For me, Le Cid means Corneille…
LikeLike
My copy is just called The Cid.
LikeLike
And how are the other characters named? Chimène too?
LikeLike
Character names in general seem Spanish. She is called Ximena. Then there’s Don Diego, Don Rodrigo, Don Sancho etc.
LikeLike
So they translated back the French version of Spanish names.
Interesting.
LikeLike
I read this recently and really enjoyed it; the characters as you point out are faced with many good dramatic situations. (I read Cinna afterwards and already can’t remember the slightest thing about it). I can’t bear plays with rhyme – even Shakespeare annoys me when he slips occasionally into it – but you usually find an English translation, like for this, that doesn’t rhyme. (Translators are usually much worse than authors at rhyming too). Agree about the idea of honour, which often seems so absurd these days. The last play I read was Calderon’s The Surgeon of Honour, whcih is another extreme example.
LikeLike
Molière in rhyme is OK. It’s lively.

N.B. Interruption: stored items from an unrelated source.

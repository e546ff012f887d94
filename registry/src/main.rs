use gateway_registry::config::{Config, StorageBackend};
use gateway_registry::db::{self, PgDeviceRepository, PgGatewayRepository};
use gateway_registry::memory::MemoryStore;
use gateway_registry::repository::{DeviceRepository, GatewayRepository};
use gateway_registry::service::GatewayService;
use gateway_registry::{metrics, rest};
use std::sync::Arc;
use tracing::{error, info, warn};
use tracing_subscriber::EnvFilter;

#[tokio::main]
async fn main() -> anyhow::Result<()> {
    tracing_subscriber::fmt()
        .with_env_filter(
            EnvFilter::try_from_default_env().unwrap_or_else(|_| EnvFilter::new("info")),
        )
        .init();

    let config = Config::from_env();

    info!("Starting gateway registry");
    info!("HTTP server: {}", config.http_addr);
    info!("Storage: {:?}", config.storage);
    info!("Max devices per gateway: {}", config.max_devices_per_gateway);

    metrics::init_metrics()?;

    let (gateways, devices): (Arc<dyn GatewayRepository>, Arc<dyn DeviceRepository>) =
        match config.storage {
            StorageBackend::Postgres => {
                info!("Database: {}", config.redacted_database_url());
                let pool = match db::make_pool(
                    &config.database_url,
                    config.db_max_connections,
                    config.db_acquire_timeout,
                )
                .await
                {
                    Ok(pool) => pool,
                    Err(e) => {
                        error!("Failed to connect to database: {}", e);
                        std::process::exit(1);
                    }
                };
                let gateways: Arc<dyn GatewayRepository> =
                    Arc::new(PgGatewayRepository::new(pool.clone()));
                let devices: Arc<dyn DeviceRepository> = Arc::new(PgDeviceRepository::new(pool));
                (gateways, devices)
            }
            StorageBackend::Memory => {
                warn!("Using in-memory storage; data is lost on shutdown");
                let store = MemoryStore::new();
                let gateways: Arc<dyn GatewayRepository> = Arc::new(store.gateways());
                let devices: Arc<dyn DeviceRepository> = Arc::new(store.devices());
                (gateways, devices)
            }
        };

    let service = GatewayService::new(gateways, devices, config.max_devices_per_gateway);
    let app = rest::create_router(service, config.cors_origin.as_deref());

    let listener = tokio::net::TcpListener::bind(&config.http_addr)
        .await
        .unwrap_or_else(|e| {
            error!("Failed to bind to {}: {}", config.http_addr, e);
            std::process::exit(1);
        });

    info!("HTTP server listening on {}", config.http_addr);

    axum::serve(listener, app)
        .with_graceful_shutdown(async {
            if let Err(e) = tokio::signal::ctrl_c().await {
                error!("Failed to listen for shutdown signal: {}", e);
            }
            info!("Received shutdown signal");
        })
        .await?;

    info!("Shutting down");
    Ok(())
}
use axum::http::StatusCode;
use thiserror::Error;

#[derive(Debug, Error)]
pub enum Error {
    #[error("Validation error: {}", .0.join("; "))]
    Validation(Vec<String>),

    #[error("{0}")]
    NotFound(String),

    #[error("{0}")]
    Conflict(String),

    #[error("{0}")]
    BadRequest(String),

    #[error("Database error: {0}")]
    Database(#[from] sqlx::Error),

    #[error("Database migration error: {0}")]
    Migration(#[from] sqlx::migrate::MigrateError),
}

pub type Result<T> = std::result::Result<T, Error>;

impl Error {
    pub fn gateway_not_found() -> Self {
        Error::NotFound("Gateway not found".to_string())
    }

    pub fn device_not_found() -> Self {
        Error::NotFound("Device not found".to_string())
    }

    pub fn device_not_on_gateway() -> Self {
        Error::NotFound("Device not found on this gateway".to_string())
    }

    pub fn duplicate_serial_number() -> Self {
        Error::Conflict("Gateway with this serial number already exists".to_string())
    }

    pub fn duplicate_ipv4_address() -> Self {
        Error::Conflict("Gateway with this IPv4 address already exists".to_string())
    }

    pub fn duplicate_uid(uid: i64) -> Self {
        Error::Conflict(format!(
            "Device UID {} must be globally unique. UID already exists.",
            uid
        ))
    }

    pub fn capacity_exceeded(max: usize, current: u64) -> Self {
        Error::BadRequest(format!(
            "Maximum {} devices allowed per gateway. Current count: {}",
            max, current
        ))
    }

    pub fn status_code(&self) -> StatusCode {
        match self {
            Error::Validation(_) | Error::BadRequest(_) => StatusCode::BAD_REQUEST,
            Error::NotFound(_) => StatusCode::NOT_FOUND,
            Error::Conflict(_) => StatusCode::CONFLICT,
            Error::Database(_) | Error::Migration(_) => StatusCode::INTERNAL_SERVER_ERROR,
        }
    }

    /// Short label placed in the `error` field of the response envelope.
    pub fn label(&self) -> &'static str {
        match self {
            Error::Validation(_) => "Validation Failed",
            Error::BadRequest(_) => "Bad Request",
            Error::NotFound(_) => "Not Found",
            Error::Conflict(_) => "Conflict",
            Error::Database(_) | Error::Migration(_) => "Internal Server Error",
        }
    }
}
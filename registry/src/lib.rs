//! Registry of IoT gateways and the peripheral devices attached to them.
//!
//! The [`service::GatewayService`] owns the business rules and talks to
//! storage through the traits in [`repository`]; [`rest`] maps the HTTP
//! surface onto it.

pub mod config;
pub mod db;
pub mod errors;
pub mod memory;
pub mod metrics;
pub mod model;
pub mod repository;
pub mod rest;
pub mod service;
pub mod validate;
use chrono::{DateTime, Utc};
use serde::{Deserialize, Serialize};
use std::fmt;
use std::str::FromStr;
use uuid::Uuid;

/// Lifecycle label of a gateway. Any value may replace any other.
#[derive(Debug, Clone, Copy, PartialEq, Eq, Serialize, Deserialize, sqlx::Type)]
#[sqlx(type_name = "gateway_status", rename_all = "lowercase")]
#[serde(rename_all = "lowercase")]
pub enum GatewayStatus {
    Active,
    Inactive,
    Decommissioned,
}

impl GatewayStatus {
    pub const ALL: [GatewayStatus; 3] = [
        GatewayStatus::Active,
        GatewayStatus::Inactive,
        GatewayStatus::Decommissioned,
    ];

    pub fn as_str(&self) -> &'static str {
        match self {
            GatewayStatus::Active => "active",
            GatewayStatus::Inactive => "inactive",
            GatewayStatus::Decommissioned => "decommissioned",
        }
    }
}

impl FromStr for GatewayStatus {
    type Err = ();

    fn from_str(s: &str) -> Result<Self, Self::Err> {
        Self::ALL.into_iter().find(|v| v.as_str() == s).ok_or(())
    }
}

impl fmt::Display for GatewayStatus {
    fn fmt(&self, f: &mut fmt::Formatter<'_>) -> fmt::Result {
        f.write_str(self.as_str())
    }
}

#[derive(Debug, Clone, Copy, PartialEq, Eq, Serialize, Deserialize, sqlx::Type)]
#[sqlx(type_name = "device_status", rename_all = "lowercase")]
#[serde(rename_all = "lowercase")]
pub enum DeviceStatus {
    Online,
    Offline,
    Maintenance,
}

impl DeviceStatus {
    pub const ALL: [DeviceStatus; 3] = [
        DeviceStatus::Online,
        DeviceStatus::Offline,
        DeviceStatus::Maintenance,
    ];

    pub fn as_str(&self) -> &'static str {
        match self {
            DeviceStatus::Online => "online",
            DeviceStatus::Offline => "offline",
            DeviceStatus::Maintenance => "maintenance",
        }
    }
}

impl FromStr for DeviceStatus {
    type Err = ();

    fn from_str(s: &str) -> Result<Self, Self::Err> {
        Self::ALL.into_iter().find(|v| v.as_str() == s).ok_or(())
    }
}

impl fmt::Display for DeviceStatus {
    fn fmt(&self, f: &mut fmt::Formatter<'_>) -> fmt::Result {
        f.write_str(self.as_str())
    }
}

/// Managed network access point
#[derive(Debug, Clone, PartialEq, Serialize, Deserialize, sqlx::FromRow)]
pub struct Gateway {
    pub id: Uuid,
    pub serial_number: String,
    pub name: String,
    pub ipv4_address: String,
    pub status: GatewayStatus,
    pub location: Option<String>,
    pub created_at: DateTime<Utc>,
    pub updated_at: DateTime<Utc>,
}

impl Gateway {
    pub fn new(input: NewGateway) -> Self {
        let now = Utc::now();
        Self {
            id: Uuid::new_v4(),
            serial_number: input.serial_number,
            name: input.name,
            ipv4_address: input.ipv4_address,
            status: input.status,
            location: input.location,
            created_at: now,
            updated_at: now,
        }
    }

    /// Merges the provided fields, leaving the rest untouched.
    pub fn apply(&mut self, changes: GatewayChanges) {
        if let Some(name) = changes.name {
            self.name = name;
        }
        if let Some(ipv4_address) = changes.ipv4_address {
            self.ipv4_address = ipv4_address;
        }
        if let Some(status) = changes.status {
            self.status = status;
        }
        if let Some(location) = changes.location {
            self.location = location;
        }
        self.updated_at = Utc::now();
    }
}

/// Device record. `gateway_id` is a back-reference and may be `None` (orphaned).
#[derive(Debug, Clone, PartialEq, Serialize, Deserialize, sqlx::FromRow)]
pub struct PeripheralDevice {
    pub id: Uuid,
    pub uid: i64,
    pub vendor: String,
    pub status: DeviceStatus,
    pub created_at: DateTime<Utc>,
    pub last_seen_at: Option<DateTime<Utc>>,
    pub gateway_id: Option<Uuid>,
    pub device_type_id: Option<i32>,
}

impl PeripheralDevice {
    pub fn attached(gateway_id: Uuid, input: NewDevice) -> Self {
        Self {
            id: Uuid::new_v4(),
            uid: input.uid,
            vendor: input.vendor,
            status: input.status,
            created_at: Utc::now(),
            last_seen_at: input.last_seen_at,
            gateway_id: Some(gateway_id),
            device_type_id: None,
        }
    }

    pub fn is_orphaned(&self) -> bool {
        self.gateway_id.is_none()
    }
}

/// Shape-validated gateway creation input
#[derive(Debug, Clone, PartialEq)]
pub struct NewGateway {
    pub serial_number: String,
    pub name: String,
    pub ipv4_address: String,
    pub status: GatewayStatus,
    pub location: Option<String>,
}

/// Shape-validated partial update. Has no serial number slot.
#[derive(Debug, Clone, Default, PartialEq)]
pub struct GatewayChanges {
    pub name: Option<String>,
    pub ipv4_address: Option<String>,
    pub status: Option<GatewayStatus>,
    /// `Some(None)` clears the location.
    pub location: Option<Option<String>>,
}

#[derive(Debug, Clone, PartialEq)]
pub struct NewDevice {
    pub uid: i64,
    pub vendor: String,
    pub status: DeviceStatus,
    pub last_seen_at: Option<DateTime<Utc>>,
}

/// Gateway together with its currently attached devices
#[derive(Debug, Clone, Serialize)]
pub struct GatewayWithDevices {
    #[serde(flatten)]
    pub gateway: Gateway,
    pub devices: Vec<PeripheralDevice>,
}

#[derive(Debug, Clone, Serialize)]
#[serde(rename_all = "camelCase")]
pub struct RemovalSummary {
    pub id: Uuid,
    pub removed: bool,
    pub orphaned_devices: u64,
    pub message: String,
}

#[derive(Debug, Clone, Serialize)]
#[serde(rename_all = "camelCase")]
pub struct CapacityInfo {
    pub gateway_id: String,
    pub current_device_count: u64,
    pub max_devices: usize,
    pub can_accept_more: bool,
    pub remaining_capacity: u64,
    pub is_at_capacity: bool,
}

Racine seems unbearable to me.
I can see why we studied Le Cid in school: it is in rhymes but it remains readable, probably because it also avoids copious references to mythology.
I haven’t read Cinna but I also studied Horace, with the same boring teacher, btw. Since she was also the Latin teacher, she favored books based upon Latin themes. (like Iphigénie and Phèdre by Racine)
LikeLike
It’s good they brought it to life and didn’t make it too respectful. Texts die if given too much respect.
On the classroom memory, it amazes me I still like Macbeth after the long days spent reading it in class with lines allocated to different students and all read indifferently. Naturally I was given Macduff, which is when I learned that his line “Oh horror, horror, horror” is actually near-impossible to say in a Scottish accent.
LikeLike
Yes I think the way they made it is closer to the original. After all for them it was contemporary theatre, they weren’t watching a 400 year masterpiece.
Re-classroom memory. Try to say this line when you’re French. Definitely impossible to say in a French accent.
It’s like this use in French of the concept of Think Tank. They keep the English name instead of finding a good French one and with the accent it becomes a Sink Tank.